-- What is needed --
Write out all the data again, exactly as it stands.

-- Given entries --
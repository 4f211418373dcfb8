use crate::model::seed;
use crate::model::{Record, TableConfig};
use serde::{Deserialize, Serialize};
use std::collections::HashSet;
use std::fs;
use std::io;
use std::path::{Path, PathBuf};

const APP_DIR: &str = "animal-table";

/// One table on screen: its configuration plus the seed used when nothing
/// has been persisted yet
#[derive(Debug, Clone, PartialEq, Eq, Serialize, Deserialize)]
pub struct TableSpec {
    #[serde(flatten)]
    pub table: TableConfig,
    #[serde(default)]
    pub seed: Vec<Record>,
}

#[derive(Debug, Clone, PartialEq, Eq, Serialize, Deserialize)]
pub struct Config {
    /// Directory holding persisted collections and the log file
    #[serde(default, skip_serializing_if = "Option::is_none")]
    pub data_dir: Option<PathBuf>,
    #[serde(default = "default_tables")]
    pub tables: Vec<TableSpec>,
}

fn default_tables() -> Vec<TableSpec> {
    seed::default_tables()
        .into_iter()
        .map(|(table, seed)| TableSpec { table, seed })
        .collect()
}

impl Default for Config {
    fn default() -> Self {
        Self {
            data_dir: None,
            tables: default_tables(),
        }
    }
}

impl Config {
    pub fn config_dir() -> Option<PathBuf> {
        dirs::config_dir().map(|dir| dir.join(APP_DIR))
    }

    pub fn default_path() -> Option<PathBuf> {
        Self::config_dir().map(|dir| dir.join("config.json"))
    }

    /// Load the config file at `path`, or the default location when `None`.
    ///
    /// A missing default config is written out so it can be edited; an
    /// unparseable one falls back to the built-in tables.
    pub fn load(path: Option<&Path>) -> anyhow::Result<Config> {
        let (path, explicit) = match path {
            Some(p) => (p.to_path_buf(), true),
            None => match Self::default_path() {
                Some(p) => (p, false),
                None => return Ok(Config::default()),
            },
        };

        let contents = match fs::read_to_string(&path) {
            Ok(contents) => contents,
            Err(e) if e.kind() == io::ErrorKind::NotFound && !explicit => {
                let config = Config::default();
                if let Err(e) = config.save(&path) {
                    tracing::warn!("Could not write default config: {}", e);
                }
                return Ok(config);
            }
            Err(e) => {
                return Err(anyhow::anyhow!(
                    "Could not read config {}: {}",
                    path.display(),
                    e
                ))
            }
        };

        let parsed = serde_json::from_str::<Config>(&contents)
            .map_err(anyhow::Error::from)
            .and_then(|config| config.validate().map(|()| config));

        match parsed {
            Ok(config) => Ok(config),
            Err(e) if !explicit => {
                tracing::warn!("Ignoring config {}: {}", path.display(), e);
                Ok(Config::default())
            }
            Err(e) => Err(anyhow::anyhow!(
                "Invalid config {}: {}",
                path.display(),
                e
            )),
        }
    }

    /// Table ids become storage file names, so they must be unique and
    /// limited to ASCII letters, digits, `-` and `_`
    pub fn validate(&self) -> anyhow::Result<()> {
        let mut seen = HashSet::new();
        for spec in &self.tables {
            let id = spec.table.id.as_str();
            let safe = !id.is_empty()
                && id
                    .chars()
                    .all(|c| c.is_ascii_alphanumeric() || c == '-' || c == '_');
            if !safe {
                anyhow::bail!("table id '{}' may only use letters, digits, '-' and '_'", id);
            }
            if !seen.insert(id) {
                anyhow::bail!("table id '{}' is used more than once", id);
            }
        }
        Ok(())
    }

    pub fn save(&self, path: &Path) -> anyhow::Result<()> {
        if let Some(parent) = path.parent() {
            fs::create_dir_all(parent)?;
        }
        let contents = serde_json::to_string_pretty(self)?;
        fs::write(path, contents)?;
        Ok(())
    }

    /// `<platform data dir>/animal-table`, or `./.animal-table` when the
    /// platform has none
    pub fn platform_data_dir() -> PathBuf {
        dirs::data_dir()
            .map(|dir| dir.join(APP_DIR))
            .unwrap_or_else(|| PathBuf::from(".animal-table"))
    }

    /// Where collections are stored: configured, else the platform data dir
    pub fn resolve_data_dir(&self) -> PathBuf {
        self.data_dir.clone().unwrap_or_else(Self::platform_data_dir)
    }
}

-- Exercise answer --
repository 4f211418373dcfb8
use crate::model::seed;
use crate::model::{Record, TableConfig};
use serde::{Deserialize, Serialize};
use std::collections::HashSet;
use std::fs;
use std::io;
use std::path::{Path, PathBuf};

const APP_DIR: &str = "animal-table";

/// One table on screen: its configuration plus the seed used when nothing
/// has been persisted yet
#[derive(Debug, Clone, PartialEq, Eq, Serialize, Deserialize)]
pub struct TableSpec {
    #[serde(flatten)]
    pub table: TableConfig,
    #[serde(default)]
    pub seed: Vec<Record>,
}

#[derive(Debug, Clone, PartialEq, Eq, Serialize, Deserialize)]
pub struct Config {
    /// Directory holding persisted collections and the log file
    #[serde(default, skip_serializing_if = "Option::is_none")]
    pub data_dir: Option<PathBuf>,
    #[serde(default = "default_tables")]
    pub tables: Vec<TableSpec>,
}

fn default_tables() -> Vec<TableSpec> {
    seed::default_tables()
        .into_iter()
        .map(|(table, seed)| TableSpec { table, seed })
        .collect()
}

impl Default for Config {
    fn default() -> Self {
        Self {
            data_dir: None,
            tables: default_tables(),
        }
    }
}

impl Config {
    pub fn config_dir() -> Option<PathBuf> {
        dirs::config_dir().map(|dir| dir.join(APP_DIR))
    }

    pub fn default_path() -> Option<PathBuf> {
        Self::config_dir().map(|dir| dir.join("config.json"))
    }

    /// Load the config file at `path`, or the default location when `None`.
    ///
    /// A missing default config is written out so it can be edited; an
    /// unparseable one falls back to the built-in tables.
    pub fn load(path: Option<&Path>) -> anyhow::Result<Config> {
        let (path, explicit) = match path {
            Some(p) => (p.to_path_buf(), true),
            None => match Self::default_path() {
                Some(p) => (p, false),
                None => return Ok(Config::default()),
            },
        };

        let contents = match fs::read_to_string(&path) {
            Ok(contents) => contents,
            Err(e) if e.kind() == io::ErrorKind::NotFound && !explicit => {
                let config = Config::default();
                if let Err(e) = config.save(&path) {
                    tracing::warn!("Could not write default config: {}", e);
                }
                return Ok(config);
            }
            Err(e) => {
                return Err(anyhow::anyhow!(
                    "Could not read config {}: {}",
                    path.display(),
                    e
                ))
            }
        };

        let parsed = serde_json::from_str::<Config>(&contents)
            .map_err(anyhow::Error::from)
            .and_then(|config| config.validate().map(|()| config));

        match parsed {
            Ok(config) => Ok(config),
            Err(e) if !explicit => {
                tracing::warn!("Ignoring config {}: {}", path.display(), e);
                Ok(Config::default())
            }
            Err(e) => Err(anyhow::anyhow!(
                "Invalid config {}: {}",
                path.display(),
                e
            )),
        }
    }

    /// Table ids become storage file names, so they must be unique and
    /// limited to ASCII letters, digits, `-` and `_`
    pub fn validate(&self) -> anyhow::Result<()> {
        let mut seen = HashSet::new();
        for spec in &self.tables {
            let id = spec.table.id.as_str();
            let safe = !id.is_empty()
                && id
                    .chars()
                    .all(|c| c.is_ascii_alphanumeric() || c == '-' || c == '_');
            if !safe {
                anyhow::bail!("table id '{}' may only use letters, digits, '-' and '_'", id);
            }
            if !seen.insert(id) {
                anyhow::bail!("table id '{}' is used more than once", id);
            }
        }
        Ok(())
    }

    pub fn save(&self, path: &Path) -> anyhow::Result<()> {
        if let Some(parent) = path.parent() {
            fs::create_dir_all(parent)?;
        }
        let contents = serde_json::to_string_pretty(self)?;
        fs::write(path, contents)?;
        Ok(())
    }

    /// `<platform data dir>/animal-table`, or `./.animal-table` when the
    /// platform has none
    pub fn platform_data_dir() -> PathBuf {
        dirs::data_dir()
            .map(|dir| dir.join(APP_DIR))
            .unwrap_or_else(|| PathBuf::from(".animal-table"))
    }

    /// Where collections are stored: configured, else the platform data dir
    pub fn resolve_data_dir(&self) -> PathBuf {
        self.data_dir.clone().unwrap_or_else(Self::platform_data_dir)
    }
}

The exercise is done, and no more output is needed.